Previous studies have demonstrated that fibrin clots formed by diabetic subjects have a denser, less porous structure than those formed by healthy controls [8, 9]; whilst clot structure has been shown to influence its susceptibility to fibrinolysis [10, 12], modification to the structure/function of individual fibrin molecules comprising the clot could also influence its lytic susceptibility, because of their intimate involvement in the activation and regulation of the fibrinolytic process. The persistent hyperglycaemia that occurs in diabetes is associated with enhanced protein glycation, the extent of which is dependent upon ambient glucose levels and the biological half-life of the protein [29, 30]: analysis of the fibrinogen purified from 40 diabetic and control subjects using the fructosamine assay confirmed the occurrence of fibrinogen glycation in vivo. Poor glycaemic control is, however, associated with complex metabolic derangements in addition to hyperglycaemia, such as oxidative and carbonyl stress [31], which may also alter the structure of the fibrinogen molecule [32] as indicated by the results of the mass spectrometric analysis. The increase in the mean mass of individual Bβ- and γ-chains of fibrinogen purified from diabetic subjects compared with those purified from controls was not an exact multiple of that of individual glucose molecules, but rather a mixture of their subsequent complex modifications by oxidation/reduction and dehydration, although heterogeneity of plasma purified fibrinogen may have also contributed.

The free ɛ-amino groups of lysine residues are the predominant sites for glucose attachment within protein molecules [29], and as such their modification (through glycation and subsequent oxidation, dehydration, etc.) may (by altering their functional properties) contribute to the reduced fibrinolytic susceptibility of the fibrin clot, given their central role in the fibrinolytic process. Previous studies utilising fibrinogen glycated in vitro have demonstrated that glycation reduces the susceptibility of fibrin to plasmin degradation [33] and interferes with the specific fibrinolytic enzyme–substrate interaction [21]. In the study by Bobbink et al. [21] modification of fibrinogen lysine residues by acetylation and carbamylation resulted in the complete resistance of fibrin to plasminolysis. The qualitatively similar effects of glycation and these other manipulations suggest that chemical modification of lysine amino groups is responsible for the defects produced by hyperglycaemia. The process of in vitro glycation is, however, non-physiological, and may result in glycation at more sites per molecule or at a different profile of sites than would occur in vivo [34, 35], and as such the behaviour of fibrinogen may differ from that of fibrinogen glycated in vivo. Our study is the first to analyse the fibrinolytic process using fibrinogen purified from diabetic subjects, and has therefore addressed this issue by using fibrinogen that was glycated in vivo.

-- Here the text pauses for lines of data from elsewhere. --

//! Row types stored and returned by the vector store.

use serde::{Deserialize, Serialize};

/// Name of the single fragments table.
pub const TABLE_FRAGMENTS: &str = "fragments";

/// An embedded recipe fragment ready for insertion.
///
/// Carries the vector and the text it was computed from in one struct, so a
/// fragment can never be inserted with someone else's embedding.
#[derive(Debug, Clone, Serialize, Deserialize)]
pub struct FragmentRecord {
    pub id: uuid::Uuid,
    pub content: String,
    /// Title of the recipe this fragment was cut from.
    pub recipe: String,
    pub embedding: Vec<f32>,
    pub created_at: chrono::DateTime<chrono::Utc>,
}

impl FragmentRecord {
    pub fn new(content: String, recipe: String, embedding: Vec<f32>) -> Self {
        Self {
            id: uuid::Uuid::new_v4(),
            content,
            recipe,
            embedding,
            created_at: chrono::Utc::now(),
        }
    }
}

/// One similarity query result.
#[derive(Debug, Clone, Serialize, Deserialize)]
pub struct SearchHit {
    pub content: String,
    pub recipe: String,
    /// Vector distance to the query; smaller is closer.
    pub distance: f32,
}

In summary, fibrinogen purified from subjects with type 2 diabetes generates a fibrin structure that is resistant to the actions of the fibrinolytic system. This is due to decreased binding of t-PA and plasminogen to fibrin, increased PI cross-linking, and diminished plasmin generation on the clot surface. This concatenation of events contrives to further intensify the prothrombotic and anti-fibrinolytic milieu characteristic of type 2 diabetes and may have a role in increasing vascular risk in this group. Future work needs to be directed at understanding the specific sites influenced by post-translational modifications that are responsible for the changes described in this study. This might allow the development of targeted disruption of these processes to ameliorate some of the deleterious effects on thrombotic risk of the metabolic changes associated with type 2 diabetes.